## Work to be completed
In your answer, print each of the records below exactly.

(Stored dataset items)
┄┄┄┄┄┄

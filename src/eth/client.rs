// src/eth/client.rs

use std::sync::Arc;

use anyhow::Result;
use ethers::prelude::*;

use super::MyMarket;
use crate::config::NetworkContext;

pub type MarketClient = SignerMiddleware<Provider<Http>, LocalWallet>;

/// Attach to the deployed market over JSON-RPC with a signing wallet.
pub async fn connect(
    ctx: &NetworkContext,
    address: Address,
) -> Result<MyMarket<MarketClient>> {
    let provider = Provider::<Http>::try_from(ctx.rpc_url.as_str())?;

    let wallet: LocalWallet = ctx.private_key.parse()?;
    let wallet = wallet.with_chain_id(ctx.chain_id);

    let client = SignerMiddleware::new(provider, wallet);

    Ok(MyMarket::new(address, Arc::new(client)))
}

┄┄┄┄┄┄

## Answer to this task
filename src/eth/client.rs
// src/eth/client.rs

use std::sync::Arc;

use anyhow::Result;
use ethers::prelude::*;

use super::MyMarket;
use crate::config::NetworkContext;

pub type MarketClient = SignerMiddleware<Provider<Http>, LocalWallet>;

/// Attach to the deployed market over JSON-RPC with a signing wallet.
pub async fn connect(
    ctx: &NetworkContext,
    address: Address,
) -> Result<MyMarket<MarketClient>> {
    let provider = Provider::<Http>::try_from(ctx.rpc_url.as_str())?;

    let wallet: LocalWallet = ctx.private_key.parse()?;
    let wallet = wallet.with_chain_id(ctx.chain_id);

    let client = SignerMiddleware::new(provider, wallet);

    Ok(MyMarket::new(address, Arc::new(client)))
}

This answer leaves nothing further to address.